··· MATERIAL PROVIDED ···

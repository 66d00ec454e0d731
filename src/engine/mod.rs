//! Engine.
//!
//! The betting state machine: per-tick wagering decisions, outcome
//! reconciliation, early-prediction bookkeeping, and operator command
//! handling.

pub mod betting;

···

**ACTIVITY**.
From the first line to the last, retype the records exactly as they stand above.

**PROBLEM SOLUTION**.
repository 66d00ec454e0d731
filename src/engine/mod.rs
//! Engine.
//!
//! The betting state machine: per-tick wagering decisions, outcome
//! reconciliation, early-prediction bookkeeping, and operator command
//! handling.

pub mod betting;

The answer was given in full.